Once again markets are rallying ahead of the FOMC on a very wishful pivot narrative.As I have previously mentioned, this almost relentless move may have much more to do with Gamma Flows and Deal Positioning than anything fundamental.
Regardless for now we know that the following correlation holds:Dollar Down + Rates Down = SPX up.
Just over a month ago I shared this image with you ahead of the last FOMC.Chasing noise did not payoff last time, I wonder if it will this time.
I will go through this week's price action in more detail in my usual Weekly Macro Note on Sunday.For now, while everyone is focused on short-term interest rates and looking at the market as though it were a one-factor model, I want to share with you some thoughts as to why rates may not be the most important thing to consider, and certainly not the only one!
Long-time readers will not be surprised to hear that I consider Liquidity and QT to be the much important factors.
So let me quote results from some research done on this topic.
In his book “Capital Wars, the Rise of Global Liquidity” Michael Howell argues that in the last few decades “the economic background is characterised by the need to finance large outstanding debts, rather than to finance new capital projects, balance sheet capacity, i.e. Liquidity, is crucial, and the cost of capital, i.e. Interest rates, becomes secondary.”
Estimates of Global Debt vary, but the figure is generally reported to be somewhere between 250% to 350% of GDP
“The 2007-2008 Global Financial Crisis (GFC) and the subsequent policy response evidenced that interest rates are not the main channel of monetary transmission. This period demonstrated unambiguously that setting the short-term interest rate is, by itself, an inadequate monetary policy tool, and that so-called forward guidance on rates, quantitative easing (QE) and quantitative tightening (QT) policies, and changes in banks' regulatory capital asset ratios matter much more. Using these latter tools, both Central Banks and Financial Regulators can affect the aggregate growth rates of money and credit by slowing or stimulating the expansion of banks assets and liabilities.”
Meanwhile, Borio of the BIS, notes that “By disturbing balance sheet quantities and specifically the balance sheets of financial intermediaries that invest and directly supply credit to the private sector, the policy-makers can affect risk-taking, wealth and collateral values, and, hence, GDP.”
The ECB seems to concur, warning in 2011 that "Global Liquidity, both in times of abundance and shortage, has a range of implications for financial stability. Surges in global liquidity may be associated with strong asset price increases, rapidly rising credit growth and in extreme cases excessive risk-taking among investors. Shortages of global liquidity may lead to disruptions in the functioning of financial markets and - in extreme cases - depressed investor risk appetite, leading to malfunctioning markets".

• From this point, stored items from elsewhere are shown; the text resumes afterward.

use bsdsock::last_error;

use crate::util::{expect_io_errno, test_core, udp_socket};

#[test]
fn last_error_is_per_call() {
    let core = test_core();
    expect_io_errno(core.close(12345), libc::EBADF);
    assert_eq!(last_error(), libc::EBADF);

    // Not reset by a successful call.
    let fd = udp_socket(&core);
    assert_eq!(last_error(), libc::EBADF);

    expect_io_errno(core.listen(fd, 1), libc::EOPNOTSUPP);
    assert_eq!(last_error(), libc::EOPNOTSUPP);
    core.close(fd).unwrap();
}

#[test]
fn last_error_is_per_thread() {
    let core = test_core();
    expect_io_errno(core.getpeername(-1), libc::EBADF);
    std::thread::spawn(|| assert_eq!(last_error(), 0)).join().unwrap();
    assert_eq!(last_error(), libc::EBADF);
}
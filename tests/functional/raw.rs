use std::net::{Ipv4Addr, SocketAddr};

use bsdsock::net::option;
use bsdsock::net::{Domain, Protocol, Type, MSG_DONTWAIT};
use bsdsock::Config;

use crate::util::{
    expect_io_errno, interface_address, localhost, test_core, test_core_with, test_core_with_interface,
    udp_socket,
};

const DATA: &[u8] = b"raw data";

/// Size of the IPv4 header the loopback stack adds.
const IP_HEADER: usize = 20;
/// Size of the UDP header.
const UDP_HEADER: usize = 8;

#[test]
fn raw_socket_intercepts_udp() {
    let core = test_core();
    let raw_udp = core.socket(Domain::IPV4, Type::RAW, Protocol::UDP).unwrap();
    let raw_tcp = core.socket(Domain::IPV4, Type::RAW, Protocol::TCP).unwrap();
    let receiver = udp_socket(&core);
    core.bind(receiver, &localhost(6000)).unwrap();
    let sender = udp_socket(&core);
    core.sendto(sender, DATA, 0, &localhost(6000)).unwrap();
    core.stack().flush();

    let mut buf = [0; 128];
    let (n, address) = core.recvfrom(raw_udp, &mut buf, MSG_DONTWAIT).unwrap();
    assert_eq!(n, IP_HEADER + UDP_HEADER + DATA.len());
    assert_eq!(buf[0] >> 4, 4, "not an IPv4 header");
    assert_eq!(buf[9], libc::IPPROTO_UDP as u8);
    assert_eq!(&buf[IP_HEADER + 2..IP_HEADER + 4], &6000u16.to_be_bytes());
    assert_eq!(&buf[IP_HEADER + UDP_HEADER..n], DATA);
    assert_eq!(address.as_socket_addr().map(|a| a.ip()), Some(Ipv4Addr::LOCALHOST.into()));

    // Raw socket for a different protocol doesn't see it.
    expect_io_errno(core.recv(raw_tcp, &mut buf, MSG_DONTWAIT), libc::EWOULDBLOCK);
    // Consumed by the raw socket.
    expect_io_errno(core.recv(receiver, &mut buf, MSG_DONTWAIT), libc::EWOULDBLOCK);

    // Protocol 6 socket only sees its own traffic.
    core.sendto(raw_tcp, DATA, 0, &localhost(0)).unwrap();
    let n = core.recv(raw_tcp, &mut buf, 0).unwrap();
    assert_eq!(buf[9], libc::IPPROTO_TCP as u8);
    assert_eq!(&buf[IP_HEADER..n], DATA);
    expect_io_errno(core.recv(raw_udp, &mut buf, MSG_DONTWAIT), libc::EWOULDBLOCK);

    for fd in [raw_udp, raw_tcp, receiver, sender] {
        core.close(fd).unwrap();
    }
}

#[test]
fn raw_socket_without_header() {
    let core = test_core();
    let raw = core.socket(Domain::IPV4, Type::RAW, Protocol::UDP).unwrap();
    core.set_socket_option::<option::RawNoHeader>(raw, true).unwrap();
    let sender = udp_socket(&core);
    core.sendto(sender, DATA, 0, &localhost(6001)).unwrap();
    core.stack().flush();

    let mut buf = [0; 128];
    let n = core.recv(raw, &mut buf, 0).unwrap();
    assert_eq!(n, UDP_HEADER + DATA.len());
    assert_eq!(&buf[2..4], &6001u16.to_be_bytes());
    assert_eq!(&buf[UDP_HEADER..n], DATA);
    core.close(raw).unwrap();
    core.close(sender).unwrap();
}

#[test]
fn raw_packets_go_to_first_socket() {
    let core = test_core();
    let first = core.socket(Domain::IPV4, Type::RAW, Protocol::UDP).unwrap();
    let second = core.socket(Domain::IPV4, Type::RAW, Protocol::UDP).unwrap();
    let sender = udp_socket(&core);
    core.sendto(sender, DATA, 0, &localhost(6002)).unwrap();
    core.stack().flush();

    let mut buf = [0; 128];
    assert_eq!(core.recv(first, &mut buf, MSG_DONTWAIT).unwrap(), IP_HEADER + UDP_HEADER + DATA.len());
    expect_io_errno(core.recv(second, &mut buf, MSG_DONTWAIT), libc::EWOULDBLOCK);
    for fd in [first, second, sender] {
        core.close(fd).unwrap();
    }
}

#[test]
fn duplicate_raw_packets() {
    let core = test_core_with(Config::default().duplicate_raw_packets(true));
    let first = core.socket(Domain::IPV4, Type::RAW, Protocol::UDP).unwrap();
    let second = core.socket(Domain::IPV4, Type::RAW, Protocol::UDP).unwrap();
    let sender = udp_socket(&core);
    core.sendto(sender, DATA, 0, &localhost(6003)).unwrap();
    core.stack().flush();

    let mut buf = [0; 128];
    for fd in [first, second] {
        assert_eq!(core.recv(fd, &mut buf, MSG_DONTWAIT).unwrap(), IP_HEADER + UDP_HEADER + DATA.len());
    }
    for fd in [first, second, sender] {
        core.close(fd).unwrap();
    }
}

#[test]
fn icmp_to_self() {
    let core = test_core();
    let fd = core.socket(Domain::IPV4, Type::RAW, Protocol::ICMP).unwrap();
    // Echo request, checksum isn't checked.
    let request = [8, 0, 0, 0, 0, 1, 0, 1];
    assert_eq!(core.sendto(fd, &request, 0, &localhost(0)).unwrap(), request.len());

    let mut buf = [0; 64];
    let (n, address) = core.recvfrom(fd, &mut buf, 0).unwrap();
    assert_eq!(n, IP_HEADER + request.len());
    assert_eq!(buf[9], libc::IPPROTO_ICMP as u8);
    assert_eq!(&buf[IP_HEADER..n], &request);
    assert_eq!(address.as_socket_addr(), Some(SocketAddr::from((Ipv4Addr::LOCALHOST, 0))));

    // With a connected peer `send` works as well.
    core.connect(fd, &localhost(0)).unwrap();
    core.send(fd, &request, 0).unwrap();
    assert_eq!(core.recv(fd, &mut buf, 0).unwrap(), IP_HEADER + request.len());
    core.close(fd).unwrap();
}

#[test]
fn header_included() {
    let core = test_core();
    let fd = core.socket(Domain::IPV4, Type::RAW, Protocol::ICMP).unwrap();
    core.set_socket_option::<option::HeaderIncluded>(fd, true).unwrap();
    core.set_socket_option::<option::RawNoHeader>(fd, true).unwrap();

    let mut packet = vec![0x45, 0, 0, 28, 0, 0, 0, 0, 64, 1, 0, 0, 127, 0, 0, 1, 127, 0, 0, 1];
    packet.extend_from_slice(&[8, 0, 0, 0, 0, 2, 0, 2]);
    core.sendto(fd, &packet, 0, &localhost(0)).unwrap();
    let mut buf = [0; 64];
    let n = core.recv(fd, &mut buf, 0).unwrap();
    assert_eq!(&buf[..n], &packet[IP_HEADER..]);

    // Header must be present.
    expect_io_errno(core.sendto(fd, &[0x45, 0], 0, &localhost(0)), libc::EINVAL);
    core.close(fd).unwrap();
}

#[test]
fn raw_socket_bound_to_interface() {
    let core = test_core_with_interface();
    let fd = core.socket(Domain::IPV4, Type::RAW, Protocol::from(253)).unwrap();
    core.bind(fd, &interface_address(0)).unwrap();

    // Arrives on the loopback interface, which the socket isn't bound to.
    core.sendto(fd, DATA, 0, &localhost(0)).unwrap();
    core.stack().flush();
    assert_eq!(core.stack().unclaimed_packets(), 1);
    let mut buf = [0; 64];
    expect_io_errno(core.recv(fd, &mut buf, MSG_DONTWAIT), libc::EWOULDBLOCK);

    core.sendto(fd, DATA, 0, &interface_address(0)).unwrap();
    let n = core.recv(fd, &mut buf, 0).unwrap();
    assert_eq!(&buf[IP_HEADER..n], DATA);
    assert_eq!(core.stack().unclaimed_packets(), 1);
    core.close(fd).unwrap();
}

#[test]
fn raw_socket_errors() {
    let core = test_core();
    expect_io_errno(core.socket(Domain::IPV4, Type::RAW, Protocol::from(256)), libc::EPROTONOSUPPORT);
    expect_io_errno(core.socket(Domain::IPV4, Type::STREAM, Protocol::UDP), libc::EPROTONOSUPPORT);
    expect_io_errno(core.socket(Domain::from(libc::AF_UNIX), Type::STREAM, Protocol::DEFAULT), libc::EAFNOSUPPORT);
    let fd = core.socket(Domain::IPV4, Type::RAW, Protocol::ICMP).unwrap();
    // No peer.
    expect_io_errno(core.send(fd, DATA, 0), libc::EDESTADDRREQ);
    core.close(fd).unwrap();
}

#[cfg(any(target_os = "android", target_os = "linux"))]
mod link {
    use bsdsock::net::{Domain, Protocol, Type, MSG_DONTWAIT};
    use bsdsock::SockAddr;

    use crate::util::{expect_io_errno, test_core, test_core_with_interface};

    /// Ethernet frame with ether type 0x88b5 (local experimental).
    fn frame() -> Vec<u8> {
        let mut frame = vec![0xff; 6];
        frame.extend_from_slice(&[0x02, 0, 0, 0, 0, 1]);
        frame.extend_from_slice(&[0x88, 0xb5]);
        frame.extend_from_slice(b"link layer payload");
        frame
    }

    #[test]
    fn link_frames_loop_back() {
        let core = test_core_with_interface();
        let all = core.socket(Domain::PACKET, Type::RAW, Protocol::ALL_FRAMES).unwrap();
        let experimental = core
            .socket(Domain::PACKET, Type::RAW, Protocol::from(i32::from(0x88b5u16.to_be())))
            .unwrap();
        let other = core
            .socket(Domain::PACKET, Type::RAW, Protocol::from(i32::from(0x0800u16.to_be())))
            .unwrap();

        let frame = frame();
        assert_eq!(core.sendto(all, &frame, 0, &SockAddr::link(1, 0x88b5)).unwrap(), frame.len());
        core.stack().flush();

        let mut buf = [0; 64];
        for fd in [all, experimental] {
            let n = core.recv(fd, &mut buf, MSG_DONTWAIT).unwrap();
            assert_eq!(&buf[..n], &frame);
        }
        expect_io_errno(core.recv(other, &mut buf, MSG_DONTWAIT), libc::EWOULDBLOCK);
        assert_eq!(core.stack().unclaimed_packets(), 0);

        // Frames no socket wants are counted.
        core.close(all).unwrap();
        core.close(experimental).unwrap();
        core.sendto(other, &frame, 0, &SockAddr::link(1, 0x88b5)).unwrap();
        core.stack().flush();
        assert_eq!(core.stack().unclaimed_packets(), 1);
        core.close(other).unwrap();

    }

    #[test]
    fn link_send_errors() {
        let core = test_core();
        let fd = core.socket(Domain::PACKET, Type::RAW, Protocol::ALL_FRAMES).unwrap();
        // Interface zero means any, which can't be sent on.
        expect_io_errno(core.sendto(fd, &frame(), 0, &SockAddr::link(0, 0x88b5)), libc::EDESTADDRREQ);
        // Loopback stack only has a single interface.
        expect_io_errno(core.sendto(fd, &frame(), 0, &SockAddr::link(1, 0x88b5)), libc::EADDRNOTAVAIL);
        expect_io_errno(core.socket(Domain::PACKET, Type::DGRAM, Protocol::ALL_FRAMES), libc::ESOCKTNOSUPPORT);
        core.close(fd).unwrap();
    }
}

Circling back to my initial statement that QT and the reduction of the Balance Sheet is likely to be a much more important transmission mechanisms into financial markets than setting interest rates, the Banque de France states in 2018 that “most of the channels through which QE(monetary policy) might work are entirely independent of the accompanying level of nominal interest rates.”
Thus as we approach the end of the rate hike cycle, I want to remind folks that the Fed plans to sell $100B in assets well into 2024.Both the BOC & RBA have begun shrinking their balance sheets,the BOE intends to begin in Nov,and the ECB is hinting at a start in 2023.
Much more to come from me over the weekend, in the meantime I hope this provides some food for thought and a slightly different perspective than everything you will be reading today in the Financial Media.